Colin Kaepernick won more than a settlement
Jemele Hill, staff writer for The Atlantic, makes the argument that the legalese around the quarterback’s collusion case against the NFL isn’t what matters. “Technically, Colin Kaepernick withdrew his collusion case,” she begins. “Technically, the NFL did not admit that it conspired to blackball Kaepernick from the league after he began taking a knee during the national anthem to protest racial injustice.” But the undisclosed sum Kaepernick will receive speaks volumes. “[W]hat matters is that he bested a league that has a long history of pummeling its opposition in court, especially players,” she says.
The Atlantic

 

On Background

How teachers are considering equity in their grading practices
This is the second in a valuable two-part series about equitable grading practices. The first one sets up the issue: Students with identical academic performances often receive different grades based on the grading style of teachers.
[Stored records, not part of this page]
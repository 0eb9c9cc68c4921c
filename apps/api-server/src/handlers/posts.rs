//! Post, like and comment handlers.

use actix_web::{HttpResponse, web};

use quill_core::{DomainError, RepoError};
use quill_core::domain::{Comment, NewComment, NewLike, NewPost, Post, PostUpdate, User};
use quill_core::ports::BaseRepository;
use quill_shared::dto::{
    ActingUser, CommentAddedResponse, CommentRequest, CommentResponse, CreatePostRequest,
    MessageResponse, Pagination, PostResponse, UpdatePostRequest,
};

use crate::middleware::auth::Identity;
use crate::middleware::error::{AppError, AppResult};
use crate::state::AppState;

fn post_response(post: Post) -> PostResponse {
    PostResponse {
        id: post.id,
        title: post.title,
        content: post.content,
        author_id: post.author_id,
        created_at: post.created_at,
        updated_at: post.updated_at,
    }
}

fn comment_response(comment: Comment) -> CommentResponse {
    CommentResponse {
        id: comment.id,
        post_id: comment.post_id,
        user_id: comment.user_id,
        content: comment.content,
        created_at: comment.created_at,
    }
}

fn post_not_found() -> AppError {
    AppError::NotFound("Post not found".to_string())
}

async fn require_post(state: &AppState, post_id: i32) -> AppResult<Post> {
    let post = state.posts.find_by_id(post_id).await?;
    Ok(post.ok_or_else(|| DomainError::not_found("Post", post_id))?)
}

async fn require_user(state: &AppState, user_id: &str) -> AppResult<User> {
    let user = state.users.find_by_id(user_id.to_owned()).await?;
    Ok(user.ok_or_else(|| DomainError::not_found("User", user_id))?)
}

/// POST /posts/ - Protected route
pub async fn create_post(
    identity: Identity,
    state: web::Data<AppState>,
    body: web::Json<CreatePostRequest>,
) -> AppResult<HttpResponse> {
    let req = body.into_inner();
    let post = NewPost::new(req.title, req.content, req.author_id);

    let saved = state.posts.create(post).await.map_err(|e| match e {
        RepoError::ForeignKey(_) => {
            AppError::BadRequest("Author with provided ID does not exist".to_string())
        }
        other => other.into(),
    })?;

    tracing::info!(actor = %identity.email(), post_id = saved.id, "Post created");

    Ok(HttpResponse::Created().json(post_response(saved)))
}

/// GET /posts/ - Protected route
pub async fn list_posts(
    _identity: Identity,
    state: web::Data<AppState>,
    page: web::Query<Pagination>,
) -> AppResult<HttpResponse> {
    let posts = state.posts.list(page.skip, page.limit).await?;

    Ok(HttpResponse::Ok().json(posts.into_iter().map(post_response).collect::<Vec<_>>()))
}

/// GET /posts/{post_id}
pub async fn get_post(
    state: web::Data<AppState>,
    path: web::Path<i32>,
) -> AppResult<HttpResponse> {
    let post = require_post(&state, path.into_inner()).await?;

    Ok(HttpResponse::Ok().json(post_response(post)))
}

/// PUT /posts/{post_id}
pub async fn update_post(
    state: web::Data<AppState>,
    path: web::Path<i32>,
    body: web::Json<UpdatePostRequest>,
) -> AppResult<HttpResponse> {
    let req = body.into_inner();
    let changes = PostUpdate {
        title: req.title,
        content: req.content,
    };

    let post = state
        .posts
        .update(path.into_inner(), changes)
        .await
        .map_err(|e| match e {
            RepoError::NotFound => post_not_found(),
            other => other.into(),
        })?;

    tracing::info!(post_id = post.id, "Post updated");

    Ok(HttpResponse::Ok().json(post_response(post)))
}

/// DELETE /posts/{post_id}
pub async fn delete_post(
    state: web::Data<AppState>,
    path: web::Path<i32>,
) -> AppResult<HttpResponse> {
    let post_id = path.into_inner();

    state.posts.delete(post_id).await.map_err(|e| match e {
        RepoError::NotFound => post_not_found(),
        other => other.into(),
    })?;

    tracing::info!(post_id, "Post deleted");

    Ok(HttpResponse::NoContent().finish())
}

/// POST /posts/{post_id}/like?user_id=...
pub async fn like_post(
    state: web::Data<AppState>,
    path: web::Path<i32>,
    actor: web::Query<ActingUser>,
) -> AppResult<HttpResponse> {
    let post_id = path.into_inner();
    let user_id = actor.into_inner().user_id;

    require_post(&state, post_id).await?;
    require_user(&state, &user_id).await?;

    let like = NewLike {
        post_id,
        user_id: user_id.clone(),
    };
    state.likes.create(like).await.map_err(|e| match e {
        RepoError::Constraint(_) => AppError::Conflict("Post already liked".to_string()),
        other => other.into(),
    })?;

    tracing::info!(post_id, user_id = %user_id, "Post liked");

    Ok(HttpResponse::Ok().json(MessageResponse::new("Post liked successfully")))
}

/// POST /posts/{post_id}/comments?user_id=...
pub async fn add_comment(
    state: web::Data<AppState>,
    path: web::Path<i32>,
    actor: web::Query<ActingUser>,
    body: web::Json<CommentRequest>,
) -> AppResult<HttpResponse> {
    let post_id = path.into_inner();
    let user_id = actor.into_inner().user_id;

    require_post(&state, post_id).await?;
    require_user(&state, &user_id).await?;

    let comment = NewComment::new(post_id, user_id, body.into_inner().content)?;
    let saved = state.comments.create(comment).await?;

    tracing::info!(post_id, comment_id = saved.id, "Comment added");

    Ok(HttpResponse::Ok().json(CommentAddedResponse {
        message: "Comment added successfully".to_string(),
        comment: saved.content,
    }))
}

/// GET /posts/{post_id}/comments
pub async fn list_comments(
    state: web::Data<AppState>,
    path: web::Path<i32>,
) -> AppResult<HttpResponse> {
    let post_id = path.into_inner();

    require_post(&state, post_id).await?;
    let comments = state.comments.find_by_post(post_id).await?;

    Ok(HttpResponse::Ok().json(
        comments
            .into_iter()
            .map(comment_response)
            .collect::<Vec<_>>(),
    ))
}
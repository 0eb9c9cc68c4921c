//! SeaORM entities mirroring the migration schema.

pub mod comment;
pub mod like;
pub mod post;
pub mod user;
But grading with an eye to equity, which may include revising grading policies, and things like attitudes toward extensions and extra credit could yield important results. “Many times the grading practices teachers use inadvertently punish students with fewer resources,” says former principal and administrator Joe Feldman. Grades as a behavioral management tool – docking points for late submissions, for example, don’t measure mastery, nor is it a character-building exercise for under-resourced kids with complicated home lives.
KQED

Remembering the time that the FBI targeted black independent bookstores
It was in large part, the fear of a black “Messiah,” a man (most likely) so influential that he would “unify and electrify the militant black nationalist movement.” This was the specific fear of the communist-hunting FBI Director J. Edgar Hoover in the 1950s, who had come to believe that black nationalism would play into communist hands to form a direct threat to U.S. democracy. Later, in 1968, Hoover directed his agents to focus on black independent booksellers, which he considered to be a hotbed of extremism and a threat to white supremacy. The investigation included an effort to recruit black people to spy on the bookstores and their owners.
CityLab

The global diversity in the way humans think
Much of the research on the way humans think has been based on the study of psychological subjects who were WEIRD, a handy acronym for western, educated, industrialized, rich and democratic. Turns out, making the way WEIRDs think a universal standard is a real problem. If you reach out to other parts of the world or even other parts of a country (rural versus urban, for example) you’ll encounter people who think very differently. Some of the most notable differences involve individualism vs. collectivism—or whether you consider yourself independent from, or intertwined with others. A strong need for individual success brings with it consumerism and overconfidence, for example. A fascinating must-read.
BBC

Quote

Honestly, I’ve felt alone my whole life, really… I grew up isolating myself  because I lived in fear of judgment from other people… I was too afraid to take that chance to be judged. I remember in seventh grade, I came out to one of my friends, but I didn’t tell my best friends, because I was too nervous…It helped me learn that I was my biggest judge and as soon as I learned not to judge myself, the coming out process became a lot easier…It’s important to remember that our feelings are valid and important and we’re not alone.